The group’s eight strategic levers centre on reducing model and platform complexity, consolidating electronic architectures, aligning production capacity to market demand, strengthening regional decision-making, streamlining the investment portfolio, improving operational excellence, introducing performance-linked incentives and simplifying group governance.
On the cost side, structured performance programmes across all brands have already delivered savings in the double-digit billion range, according to Volkswagen. Workforce agreements and headcount reductions generated sustainable cost effects of around €1 billion across the group in 2025. The group is targeting annual net cost savings of more than €6 billion by 2030, partly through agreed reductions in technical production capacity. Factory costs at Volkswagen’s German sites were reduced by more than 20% on average in 2025.

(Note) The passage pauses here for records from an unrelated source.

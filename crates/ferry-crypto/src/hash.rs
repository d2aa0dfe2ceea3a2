//! BLAKE3 hashing and HKDF-BLAKE3.
//!
//! HKDF is built from BLAKE3 keyed mode: extract keys BLAKE3 with a value
//! derived from the salt, expand runs the keyed XOF over the info string.

use zeroize::Zeroize;

const EXTRACT_CONTEXT: &str = "ferry-v1 hkdf-extract";

/// Hash arbitrary data with BLAKE3.
#[must_use]
pub fn hash(data: &[u8]) -> [u8; 32] {
    *blake3::hash(data).as_bytes()
}

/// HKDF extract: derive a pseudorandom key from input keying material.
///
/// `salt` may be any length, including empty.
#[must_use]
pub fn hkdf_extract(salt: &[u8], ikm: &[u8]) -> [u8; 32] {
    let mut salt_key = blake3::derive_key(EXTRACT_CONTEXT, salt);
    let prk = blake3::keyed_hash(&salt_key, ikm);
    salt_key.zeroize();
    *prk.as_bytes()
}

/// HKDF expand: fill `out` with key material bound to `info`.
pub fn hkdf_expand(prk: &[u8; 32], info: &[u8], out: &mut [u8]) {
    let mut hasher = blake3::Hasher::new_keyed(prk);
    hasher.update(info);
    hasher.finalize_xof().fill(out);
}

The group has confirmed that 50,000 jobs are to be cut across Volkswagen, Audi, Porsche and the software subsidiary CARIAD, of which 35,000 are at Volkswagen AG. Binding agreements covering more than 28,000 departures by 2030 have already been signed.
In parallel with the restructuring, the group reported strong growth in battery-electric vehicle (BEV) sales. Global deliveries of BEVs grew by 32% in 2025, with European growth reaching 66% and a market share of 27%, making Volkswagen Group the leading seller of all-electric vehicles in Europe. Five of the ten best-selling electric models in the market came from group brands.
The group launched more than 30 new models in 2025 and plans to add a further 20 this year. Entry-level electric mobility is being addressed through a new urban car family comprising the Volkswagen ID. Polo, Volkswagen ID. Cross, Cupra Raval and Škoda Epiq.

Software and architecture development has also progressed. Building on a cooperation with Xpeng, the group developed its own advanced electrical/electronic architecture and brought it into production in China within 18 months. Development of a zonal software architecture for the western hemisphere, conducted under a joint venture with Rivian, is on schedule.
Battery production is being scaled through the group’s PowerCo subsidiary, which Volkswagen says is the first European manufacturer to develop and produce battery cells on an industrial scale. Production in Germany is being ramped up, with facilities in Spain and Canada to follow.
The group’s net cash flow target for the automotive division is set at more than 60% of the operating result by 2030, with strict cost discipline and targeted investment in future technologies forming the basis for achieving the financial goals.